"Believe it or not, you are in control of your own life. You are the reason why you're sad,
and you're the reason why you're happy. Don't wait for happiness. Go out and find it."

10.11.2010

Today has been one of my best days so far. I am so thankful for that. I am happy for how I have been feeling lately. It hasn't been anything I can't handle. I am very strong and lately I have been wondering how can I be so strong when all this has gone wrong. My life has been flipped upside down. In a way it has been put on hold. But I truly believe it's been put on hold for a reason. I have been learning so much about myself that I never knew before. Never in my life I thought I could go through something like this. Until one day, the day I was told I had cancer. There isn't anything you can do but be strong. Whether I like it or not, I am going to go through this. I can do it angry at the world, or happy.
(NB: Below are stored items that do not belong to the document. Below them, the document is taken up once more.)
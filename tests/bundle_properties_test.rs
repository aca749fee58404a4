//! Property tests for bundle assembly

mod common;

use common::{unsigned_payment, EventLog, FakeTipEstimator, LocalCustodian};
use proptest::prelude::*;
use std::sync::Arc;
use std::time::Duration;

use txpipe::signer::RemoteSigningClient;
use txpipe::tx_builder::{BundleAssembler, TipPolicy, TipSource};
use txpipe::types::UnsignedTransaction;

fn runtime() -> tokio::runtime::Runtime {
    tokio::runtime::Builder::new_current_thread()
        .enable_all()
        .build()
        .unwrap()
}

proptest! {
    #![proptest_config(ProptestConfig::with_cases(32))]

    #[test]
    fn tipped_bundle_keeps_order_and_blockhash(
        count in 1usize..=4,
        hint in proptest::option::of(any::<u64>()),
        estimate in proptest::option::of(0u64..50_000_000),
    ) {
        let custodian = Arc::new(LocalCustodian::new(&["alice"], Duration::ZERO, EventLog::default()));
        let wallet = custodian.wallet("alice");
        let signer = RemoteSigningClient::new(custodian);
        let policy = TipPolicy::default();
        let assembler = BundleAssembler::new(
            signer.clone(),
            Arc::new(FakeTipEstimator(estimate)),
            policy.clone(),
        );

        let rt = runtime();
        let bundle = rt.block_on(async {
            let mut signed = Vec::new();
            for i in 0..count {
                let unsigned = UnsignedTransaction::from_base64(&unsigned_payment(&wallet.address, 1 + i as u64)).unwrap();
                signed.push(signer.sign(&wallet, &unsigned).await.unwrap());
            }
            assembler.assemble(signed, true, &wallet, hint).await.unwrap()
        });

        let ordered = bundle.ordered();
        prop_assert_eq!(ordered.len(), count + 1);

        let tip = bundle.tip().unwrap();
        prop_assert_eq!(ordered[0].signature(), tip.transaction.signature());
        prop_assert_eq!(ordered[0].blockhash(), ordered[1].blockhash());
        prop_assert!(tip.lamports >= policy.min_tip_lamports);
        prop_assert!(tip.lamports <= policy.max_tip_lamports);
        prop_assert!(policy.tip_accounts.contains(&tip.recipient));

        let expected_source = match (hint, estimate) {
            (Some(_), _) => TipSource::Hint,
            (None, Some(_)) => TipSource::Estimate,
            (None, None) => TipSource::Fallback,
        };
        prop_assert_eq!(tip.source, expected_source);

        let user: Vec<String> = ordered[1..].iter().map(|tx| tx.signature().to_string()).collect();
        prop_assert_eq!(user, bundle.user_signatures());
    }

    #[test]
    fn untipped_bundle_is_passed_through(count in 1usize..=5) {
        let custodian = Arc::new(LocalCustodian::new(&["alice"], Duration::ZERO, EventLog::default()));
        let wallet = custodian.wallet("alice");
        let signer = RemoteSigningClient::new(custodian);
        let assembler = BundleAssembler::new(
            signer.clone(),
            Arc::new(FakeTipEstimator(Some(10_000))),
            TipPolicy::default(),
        );

        let rt = runtime();
        let bundle = rt.block_on(async {
            let mut signed = Vec::new();
            for i in 0..count {
                let unsigned = UnsignedTransaction::from_base64(&unsigned_payment(&wallet.address, 1 + i as u64)).unwrap();
                signed.push(signer.sign(&wallet, &unsigned).await.unwrap());
            }
            assembler.assemble(signed, false, &wallet, None).await.unwrap()
        });

        prop_assert!(bundle.tip().is_none());
        prop_assert_eq!(bundle.len(), count);
    }
}
//! Observability module for correlation and tracing

use chrono::{DateTime, Utc};
use serde::{Deserialize, Serialize};
use uuid::Uuid;

/// Correlation ID for tracking one request across components
#[derive(Debug, Clone, Serialize, Deserialize, PartialEq, Eq, Hash)]
pub struct CorrelationId(String);

impl CorrelationId {
    /// Create a new correlation ID
    pub fn new() -> Self {
        Self(Uuid::new_v4().to_string())
    }

    /// Get the inner string
    pub fn as_str(&self) -> &str {
        &self.0
    }
}

impl Default for CorrelationId {
    fn default() -> Self {
        Self::new()
    }
}

impl std::fmt::Display for CorrelationId {
    fn fmt(&self, f: &mut std::fmt::Formatter<'_>) -> std::fmt::Result {
        write!(f, "{}", self.0)
    }
}

impl From<String> for CorrelationId {
    fn from(s: String) -> Self {
        Self(s)
    }
}

impl From<&str> for CorrelationId {
    fn from(s: &str) -> Self {
        Self(s.to_string())
    }
}

/// Trace/span identifiers for one pipeline request
#[derive(Debug, Clone, Serialize, Deserialize)]
pub struct TraceContext {
    pub trace_id: String,
    pub span_id: String,
    pub correlation_id: CorrelationId,
    pub operation: String,
    pub started_at: DateTime<Utc>,
}

impl TraceContext {
    /// Create a new root trace context for an operation
    pub fn new(operation: &str) -> Self {
        Self::with_correlation(operation, CorrelationId::new())
    }

    /// Root context that reuses a caller-supplied correlation id
    pub fn with_correlation(operation: &str, correlation_id: CorrelationId) -> Self {
        Self {
            trace_id: Uuid::new_v4().to_string(),
            span_id: Uuid::new_v4().to_string(),
            correlation_id,
            operation: operation.to_string(),
            started_at: Utc::now(),
        }
    }

    pub fn correlation_id(&self) -> &CorrelationId {
        &self.correlation_id
    }
}

impl Default for TraceContext {
    fn default() -> Self {
        Self::new("default")
    }
}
In my mind happy was the only choice. It was the right choice. I look at it like a blessing. Because I now know what life is truly about. I remember telling everyone I was excited to start my chemotherapy. And no one really understood why I was excited. I can't really explain it either. I guess I was excited to get things going. I was excited to get healthy again. Almost anxious to. I am just thankful. Thankful for everything I have been given. I am so thankful for all the amazing people I have in my life. I am more lucky than most. I have been given a beautiful life. One I would never trade. And one I will never take for granted. Each morning I awake happy and thankful. I hope some things never change.

1 comment:

  1. Yaay! You've made it through the first chemo treatment unscathed! After the first couple days, I almost always felt "normal." I'm so glad you didn't have any nausea this time. I sure hope it stays that way for you! :o) Congrats! One down!